Echocardiography is the ultrasound imaging of the heart. The device used for echocardiography is called and echocardiograph. An imaging probe known as transducer is used to send ultrasound (high frequency sound waves above the audible range) beams to the heart and receive the echo. It has its origin from SONAR (sound navigation and ranging) used for tracking underwater torpedoes and submarines. The beam scans the heart just like a torch light being swept across a dark room. From the echo received, the computer algorithm of the echocardiograph can exactly locate the depth and size of the structures within the heart which are reflecting the sound beam back. Blood usually does not give back much echo and is hence seen as black in the usual echocardiogram. Using high frequency transducers it is possible to get high resolution images of the heart valves, their movements, various chambers and blood vessels of the heart and their movement. Real time imaging of the heart is possible even at the bedside small hand held devices. Portable echocardiographs appear like a laptop while the regular echocardiographs have multiple transducers of varying frequency and are typically used in a stationary location (echocardiography laboratory, echo lab).
What are the different modes of echocardiography?
Starting from the early single dimensional (M-Mode) echocardiographs, the technology has advanced to provide real time 3 dimensional imaging (4-D). Simple two dimensional imaging is known as 2D echocardiography. It images the structure and movement of the heart in various angles. Next mode to be introduced was Doppler echocardiography. Doppler is used to assess the velocity of blood flow in various parts of the heart. When Doppler information is displayed in a two dimensional mode with color coding, it is known as Color Doppler echocardiography. In Color Doppler, blood flowing towards the ultrasound probe is coded as red and that flowing away as red. A velocity blood jet will be imaged as a mixture of colours known as a mosaic jet. From two dimensional imaging, then came three dimensional reconstructions, which was done by offline software and was not ‘live’. Still later when the computer processing speed increased, live three dimensional reconstruction is possible, known as 4-D imaging. 4-D imaging is very useful in assessing structural defects of the heart and its valves. Images from various angles and profiles obtained by 4-D imaging is very useful for the heart surgeon to study the heart well before opening up the chest. He can plan the surgery meticulously beforehand.
What is transesophageal echocardiography (TEE)?

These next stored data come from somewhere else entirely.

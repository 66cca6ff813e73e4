//! Purpose: Build a `TycoContext` from source text.
//! Exports: `parse`.
//! Role: Declaration-level grammar (globals, struct headers, fields, instance rows).
//! Invariants: Field declarations precede the instances of their struct.
//! Invariants: Global and struct names share one namespace.
//! Notes: References and templates are left symbolic; see `render`.
use std::collections::HashSet;

use crate::core::context::{Attribute, Field, Instance, StructDef, TycoContext};
use crate::core::error::{Error, ErrorKind, Result};
use crate::core::lexer::{Line, is_identifier, logical_lines, split_keyword, split_top_level};
use crate::core::value::{RawValue, TypeSpec, decode_value, is_struct_name};

struct Declaration<'a> {
    primary: bool,
    ty: TypeSpec,
    name: &'a str,
    value: Option<&'a str>,
}

pub fn parse(source: &str, source_name: &str) -> Result<TycoContext> {
    let mut parser = Parser::default();
    for line in logical_lines(source).map_err(|err| err.with_source_name(source_name))? {
        parser
            .line(&line)
            .map_err(|err| err.located(source_name, line.number))?;
    }
    Ok(TycoContext::new(source_name, parser.globals, parser.structs))
}

#[derive(Default)]
struct Parser {
    globals: Vec<Attribute>,
    structs: Vec<StructDef>,
    names: HashSet<String>,
    current: Option<usize>,
}

impl Parser {
    fn line(&mut self, line: &Line) -> Result<()> {
        if line.indent == 0 {
            if let Some(name) = struct_header(&line.text) {
                return self.start_struct(name, line.number);
            }
            self.current = None;
            return self.global(line);
        }
        let current = self.current.ok_or_else(|| {
            Error::new(ErrorKind::Syntax).with_message("unexpected indentation outside a struct")
        })?;
        match line.text.strip_prefix('-') {
            Some(args) => self.instance(current, args, line.number),
            None => self.field(current, line),
        }
    }

    fn claim_name(&mut self, name: &str) -> Result<()> {
        if !self.names.insert(name.to_string()) {
            return Err(Error::new(ErrorKind::Syntax).with_message(format!("duplicate name '{name}'")));
        }
        Ok(())
    }

    fn start_struct(&mut self, name: &str, line: usize) -> Result<()> {
        self.claim_name(name)?;
        self.structs.push(StructDef {
            name: name.to_string(),
            fields: Vec::new(),
            instances: Vec::new(),
            line,
        });
        self.current = Some(self.structs.len() - 1);
        Ok(())
    }

    fn global(&mut self, line: &Line) -> Result<()> {
        let decl = declaration(&line.text)?;
        if decl.primary {
            return Err(Error::new(ErrorKind::Syntax)
                .with_message("primary key marker '*' is only valid on struct fields"));
        }
        let text = decl.value.ok_or_else(|| {
            Error::new(ErrorKind::Syntax)
                .with_message(format!("global '{}' has no value", decl.name))
        })?;
        let value = decode_value(text, &decl.ty)?;
        self.claim_name(decl.name)?;
        self.globals.push(Attribute {
            name: decl.name.to_string(),
            ty: decl.ty,
            value,
            line: line.number,
        });
        Ok(())
    }

    fn field(&mut self, current: usize, line: &Line) -> Result<()> {
        let def = &mut self.structs[current];
        if !def.instances.is_empty() {
            return Err(Error::new(ErrorKind::Syntax).with_message(format!(
                "field declarations of '{}' must precede its instances",
                def.name
            )));
        }
        let decl = declaration(&line.text)?;
        if def.field_index(decl.name).is_some() {
            return Err(Error::new(ErrorKind::Syntax).with_message(format!(
                "duplicate field '{}' in '{}'",
                decl.name, def.name
            )));
        }
        let default = decl
            .value
            .map(|text| decode_value(text, &decl.ty))
            .transpose()?;
        def.fields.push(Field {
            name: decl.name.to_string(),
            ty: decl.ty,
            primary: decl.primary,
            default,
            line: line.number,
        });
        Ok(())
    }

    fn instance(&mut self, current: usize, args: &str, line: usize) -> Result<()> {
        let def = &mut self.structs[current];
        if def.fields.is_empty() {
            return Err(Error::new(ErrorKind::Syntax)
                .with_message(format!("struct '{}' has no fields", def.name)));
        }

        let mut explicit: Vec<Option<RawValue>> = vec![None; def.fields.len()];
        let mut positional = 0usize;
        let mut seen_keyword = false;

        for arg in split_top_level(args.trim(), ',')? {
            let (idx, text) = match split_keyword(&arg) {
                Some((name, text)) => {
                    seen_keyword = true;
                    let idx = def.field_index(name).ok_or_else(|| {
                        Error::new(ErrorKind::Syntax)
                            .with_message(format!("'{}' has no field '{name}'", def.name))
                    })?;
                    (idx, text)
                }
                None => {
                    if seen_keyword {
                        return Err(Error::new(ErrorKind::Syntax)
                            .with_message("positional value after a named value"));
                    }
                    if positional >= def.fields.len() {
                        return Err(Error::new(ErrorKind::Syntax).with_message(format!(
                            "too many values for '{}' (expected at most {})",
                            def.name,
                            def.fields.len()
                        )));
                    }
                    positional += 1;
                    (positional - 1, arg.as_str())
                }
            };
            if explicit[idx].is_some() {
                return Err(Error::new(ErrorKind::Syntax).with_message(format!(
                    "field '{}' is set more than once",
                    def.fields[idx].name
                )));
            }
            explicit[idx] = Some(decode_value(text, &def.fields[idx].ty)?);
        }

        let values = explicit
            .into_iter()
            .zip(&def.fields)
            .map(|(value, field)| {
                value.or_else(|| field.default.clone()).ok_or_else(|| {
                    Error::new(ErrorKind::Syntax).with_message(format!(
                        "missing value for field '{}' of '{}'",
                        field.name, def.name
                    ))
                })
            })
            .collect::<Result<Vec<_>>>()?;

        def.instances.push(Instance { values, line });
        Ok(())
    }
}

fn struct_header(text: &str) -> Option<&str> {
    text.strip_suffix(':')
        .map(str::trim_end)
        .filter(|name| is_struct_name(name))
}

/// `[*][?]TYPE[[]] NAME:[ VALUE]`
fn declaration(text: &str) -> Result<Declaration<'_>> {
    let colon = text.find(':').ok_or_else(|| {
        Error::new(ErrorKind::Syntax).with_message(format!("expected ':' in '{text}'"))
    })?;
    let head = &text[..colon];
    let value = Some(text[colon + 1..].trim()).filter(|value| !value.is_empty());

    let mut tokens = head.split_whitespace();
    let (Some(type_token), Some(name), None) = (tokens.next(), tokens.next(), tokens.next())
    else {
        return Err(Error::new(ErrorKind::Syntax)
            .with_message(format!("expected 'TYPE NAME:' but found '{}'", head.trim())));
    };
    if !is_identifier(name) {
        return Err(Error::new(ErrorKind::Syntax).with_message(format!("invalid name '{name}'")));
    }

    let mut primary = false;
    let mut nullable = false;
    let mut rest = type_token;
    loop {
        if let Some(stripped) = rest.strip_prefix('*') {
            primary = true;
            rest = stripped;
        } else if let Some(stripped) = rest.strip_prefix('?') {
            nullable = true;
            rest = stripped;
        } else {
            break;
        }
    }
    let mut ty = TypeSpec::parse(rest)?;
    ty.nullable = nullable;

    Ok(Declaration {
        primary,
        ty,
        name,
        value,
    })
}

#[cfg(test)]
mod tests {
    use super::parse;
    use crate::core::error::ErrorKind;
    use crate::core::value::{BaseType, RawValue, Segment};

    const SAMPLE: &str = "\
str environment: production
?int timeout: null

Database:
 *str name:
  str host:
  int port: 5432
  - primary, db1.example.com
  - replica, db2.example.com, port: 5433
";

    #[test]
    fn globals_and_structs_are_collected() {
        let ctx = parse(SAMPLE, "sample.tyco").unwrap();
        assert_eq!(ctx.globals().len(), 2);
        assert_eq!(ctx.globals()[1].value, RawValue::Null);
        let db = ctx.struct_def("Database").unwrap();
        assert_eq!(db.fields.len(), 3);
        assert!(db.fields[0].primary);
        assert_eq!(db.instances.len(), 2);
        assert_eq!(db.instances[0].values[2], RawValue::Int(5432));
        assert_eq!(db.instances[1].values[2], RawValue::Int(5433));
        assert_eq!(
            db.instances[1].values[1],
            RawValue::Str(vec![Segment::Text("db2.example.com".into())])
        );
    }

    #[test]
    fn struct_typed_globals_hold_references() {
        let ctx = parse("Db:\n *str n:\n - a\nDb main: Db(a)\n", "<t>").unwrap();
        let main = ctx.global("main").unwrap();
        assert_eq!(main.ty.base, BaseType::Struct("Db".into()));
        assert!(matches!(main.value, RawValue::Reference { .. }));
    }

    #[test]
    fn errors_carry_source_and_line() {
        let err = parse("str a: x\nint b: nope\n", "conf.tyco").unwrap_err();
        assert_eq!(err.kind(), ErrorKind::Type);
        assert_eq!(err.line(), Some(2));
        assert!(err.to_string().starts_with("conf.tyco:2: type error"));
    }

    #[test]
    fn duplicate_names_are_rejected() {
        let err = parse("str a: x\nstr a: y\n", "<t>").unwrap_err();
        assert_eq!(err.kind(), ErrorKind::Syntax);
        assert!(parse("Db:\n str a:\nDb:\n str b:\n", "<t>").is_err());
    }

    #[test]
    fn instance_row_errors() {
        let base = "Db:\n *str name:\n  int port: 1\n";
        assert!(parse(&format!("{base}  - a, 2, 3\n"), "<t>").is_err());
        assert!(parse(&format!("{base}  - port: 2, a\n"), "<t>").is_err());
        assert!(parse(&format!("{base}  - a, name: b\n"), "<t>").is_err());
        assert!(parse(&format!("{base}  - a, nope: 1\n"), "<t>").is_err());
        let missing = parse(&format!("{base}  - port: 2\n"), "<t>").unwrap_err();
        assert!(missing.to_string().contains("missing value for field 'name'"));
    }

    #[test]
    fn fields_after_instances_are_rejected() {
        let err = parse("Db:\n str a:\n - x\n str b: y\n", "<t>").unwrap_err();
        assert!(err.to_string().contains("must precede"));
    }

    #[test]
    fn stray_indentation_is_rejected() {
        let err = parse("  str a: x\n", "<t>").unwrap_err();
        assert_eq!(err.kind(), ErrorKind::Syntax);
        assert_eq!(err.line(), Some(1));
    }

    #[test]
    fn primary_marker_on_global_is_rejected() {
        assert!(parse("*str a: x\n", "<t>").is_err());
    }

    #[test]
    fn empty_source_parses_to_empty_context() {
        let ctx = parse("", "<t>").unwrap();
        assert!(ctx.globals().is_empty());
        assert!(ctx.structs().is_empty());
    }
}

Usually echocardiography is done using the probe kept at various locations on the chest. But in transesophageal echocardiography the probe is at the tip of an endoscope (cylindrical) like device, so that it can be introduced into the food pipe (esophagus). The advantage is that the food pipe passes just behind the heart, very close to it. So it is possible to get excellent images of the structure and function of the heart using this mode of echocardiography. Only disadvantage is that is a bit ‘invasive’ as many find introduction of the device into the food pipe a bit of a discomfort.